Black's most satisfying victories of the 1960s were in cases involving basic guarantees of criminal procedure. In one of the most inspiring, Black wrote the opinion for the Court in Gideon v. Wainwright (1963), which held that states were obligated to provide court-appointed lawyers to all defendants in felony cases. Black joined the controversial 1966 decision Miranda v. Arizona, which required police officers to inform criminal suspects of their right to remain silent and to talk to an attorney before answering questions -- now known as the "Miranda rights"; he also joined Mapp v. Ohio, which held that illegally seized evidence had to be excluded from state trials.
Although the Warren Court was criticized for its judicial activism in cases involving individual rights, most of its decisions were popular with national majorities. Even Griswold v. Connecticut, a 1965 decision striking down a Connecticut law that prevented married couples from using contraceptives, was applauded by the country as a whole. But the Court provoked more controversy in Roe v. Wade (1973), when it extended the right to privacy to protect a woman's right to choose abortion. Despite the political firestorm provoked, which included efforts by opponents to encourage the appointment of justices who would overturn it, the Court reaffirmed the core of Roe when it returned to the issue in the 1992 case Planned Parenthood v. Casey.

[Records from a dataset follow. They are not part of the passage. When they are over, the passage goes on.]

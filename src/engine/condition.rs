use crate::domain::{AnswerMap, ConditionOperator, Field, ShowCondition};

/// Evaluate a show condition against the current answers.
///
/// Total over every condition/answer combination: a disabled rule, an unset
/// reference or a reference to a field absent from the answers all resolve
/// without error. An absent answer behaves as the empty string.
pub fn evaluate(condition: &ShowCondition, answers: &AnswerMap) -> bool {
    if !condition.enabled {
        return true;
    }
    let Some(field_id) = condition.field_id else {
        return true;
    };
    let answer = answers.get(&field_id).map(String::as_str).unwrap_or("");
    match condition.operator {
        ConditionOperator::Equals => answer == condition.value,
        ConditionOperator::NotEquals => answer != condition.value,
        ConditionOperator::Contains => {
            !answer.is_empty()
                && answer
                    .to_lowercase()
                    .contains(&condition.value.to_lowercase())
        }
        ConditionOperator::IsEmpty => answer.is_empty(),
        ConditionOperator::IsNotEmpty => !answer.is_empty(),
    }
}

/// Evaluate a condition with the field list as integrity context.
///
/// A rule referencing a field that is no longer on the form degrades to
/// always-visible (treated as disabled) instead of hiding its owner forever;
/// `evaluate` alone keeps the pure empty-answer semantics.
pub fn evaluate_for(fields: &[Field], condition: &ShowCondition, answers: &AnswerMap) -> bool {
    if condition.enabled
        && let Some(field_id) = condition.field_id
        && !fields.iter().any(|field| field.id == field_id)
    {
        return true;
    }
    evaluate(condition, answers)
}

/// Fields whose show condition currently holds, in list order.
pub fn visible_fields<'a>(fields: &'a [Field], answers: &AnswerMap) -> Vec<&'a Field> {
    fields
        .iter()
        .filter(|field| evaluate_for(fields, &field.show_condition, answers))
        .collect()
}

/// Human-readable summary of a rule, shown in the properties pane.
pub fn describe(condition: &ShowCondition, fields: &[Field]) -> String {
    if !condition.enabled {
        return "Always visible".to_string();
    }
    let Some(field_id) = condition.field_id else {
        return "Always visible".to_string();
    };
    let target = fields
        .iter()
        .find(|field| field.id == field_id)
        .map(|field| field.label.clone())
        .unwrap_or_else(|| format!("deleted field #{field_id}"));
    let clause = match condition.operator {
        ConditionOperator::Equals => format!("equals \"{}\"", condition.value),
        ConditionOperator::NotEquals => format!("does not equal \"{}\"", condition.value),
        ConditionOperator::Contains => format!("contains \"{}\"", condition.value),
        ConditionOperator::IsEmpty => "is empty".to_string(),
        ConditionOperator::IsNotEmpty => "is not empty".to_string(),
    };
    format!("Visible when {target} {clause}")
}

#[cfg(test)]
mod tests {
    use super::*;
    use crate::domain::registry::create_field;
    use crate::domain::{FieldId, FieldType};

    fn answers(pairs: &[(u64, &str)]) -> AnswerMap {
        pairs
            .iter()
            .map(|(id, value)| (FieldId(*id), value.to_string()))
            .collect()
    }

    #[test]
    fn disabled_or_unset_rules_are_always_true() {
        let mut rule = ShowCondition::always();
        assert!(evaluate(&rule, &answers(&[])));
        rule.enabled = true;
        rule.field_id = None;
        assert!(evaluate(&rule, &answers(&[])));
    }

    #[test]
    fn equals_is_string_identity() {
        let rule = ShowCondition::when(FieldId(7), ConditionOperator::Equals, "yes");
        assert!(evaluate(&rule, &answers(&[(7, "yes")])));
        assert!(!evaluate(&rule, &answers(&[(7, "Yes")])));
        assert!(!evaluate(&rule, &answers(&[])));
    }

    #[test]
    fn contains_is_case_insensitive_and_false_on_empty() {
        let rule = ShowCondition::when(FieldId(7), ConditionOperator::Contains, "Ship");
        assert!(evaluate(&rule, &answers(&[(7, "worldwide shipping")])));
        assert!(!evaluate(&rule, &answers(&[(7, "")])));
        assert!(!evaluate(&rule, &answers(&[])));
    }

    #[test]
    fn emptiness_operators_treat_missing_as_empty() {
        let empty = ShowCondition::when(FieldId(9), ConditionOperator::IsEmpty, "");
        let not_empty = ShowCondition::when(FieldId(9), ConditionOperator::IsNotEmpty, "");
        assert!(evaluate(&empty, &answers(&[])));
        assert!(!evaluate(&not_empty, &answers(&[])));
        assert!(evaluate(&not_empty, &answers(&[(9, "x")])));
    }

    #[test]
    fn reference_to_missing_field_behaves_as_empty_answer() {
        // NotEquals against "" on a missing answer: "" != "true" holds.
        let rule = ShowCondition::when(FieldId(404), ConditionOperator::NotEquals, "true");
        assert!(evaluate(&rule, &answers(&[])));
    }

    #[test]
    fn conditional_select_is_filtered_from_visible_set() {
        let mut ships = create_field(FieldType::Radio, FieldId(1));
        ships.label = "Ships internationally".to_string();
        let mut country = create_field(FieldType::Select, FieldId(2));
        country.label = "Country".to_string();
        country.show_condition = ShowCondition::when(FieldId(1), ConditionOperator::Equals, "true");
        let fields = vec![ships, country];

        let hidden = visible_fields(&fields, &answers(&[(1, "false")]));
        assert_eq!(hidden.len(), 1);
        assert_eq!(hidden[0].id, FieldId(1));

        let shown = visible_fields(&fields, &answers(&[(1, "true")]));
        assert_eq!(shown.len(), 2);
    }

    #[test]
    fn dangling_references_degrade_to_always_visible() {
        let mut dependent = create_field(FieldType::Text, FieldId(2));
        dependent.show_condition = ShowCondition::when(FieldId(99), ConditionOperator::Equals, "x");
        let fields = vec![dependent];

        // Pure evaluation sees an empty answer and fails the equals rule...
        assert!(!evaluate(&fields[0].show_condition, &answers(&[])));
        // ...but against the field list the dangling rule is treated as disabled.
        assert!(evaluate_for(&fields, &fields[0].show_condition, &answers(&[])));
        assert_eq!(visible_fields(&fields, &answers(&[])).len(), 1);
    }

    #[test]
    fn describe_degrades_for_deleted_targets() {
        let rule = ShowCondition::when(FieldId(42), ConditionOperator::Equals, "x");
        let text = describe(&rule, &[]);
        assert!(text.contains("deleted field #42"));
    }
}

The main opinion in Casey was written by three Republican appointees: David Souter, Anthony Kennedy, and Sandra Day O'Connor. The first woman appointed to the Court, O'Connor proved particularly effective in staking out a middle ground in many of the most explosive culture war issues of the 1980s and 1990s -- upholding some but not all affirmative action policies, and some abortion restrictions and religious displays, but not others. Along with Justice Ruth Bader Ginsburg, the second woman appointed to the Court, O'Connor was a champion of women's equality, striking down gender restrictions in public universities as well as attempts to strike jurors on the basis of their gender. Some critics objected that O'Connor behaved liked the Arizona state legislator she once had been, expressing the views of the moderate majority of the country more precisely at times than Congress itself. But under O'Connor's guidance and that of Chief Justice William Rehnquist, the Supreme Court generally maintained public confidence in the 1990s and began the new century with approval ratings similar to that of the president and far higher than that of Congress. The branch of government that Hamilton had described as the least dangerous ended the 20th century as arguably the most self-confident.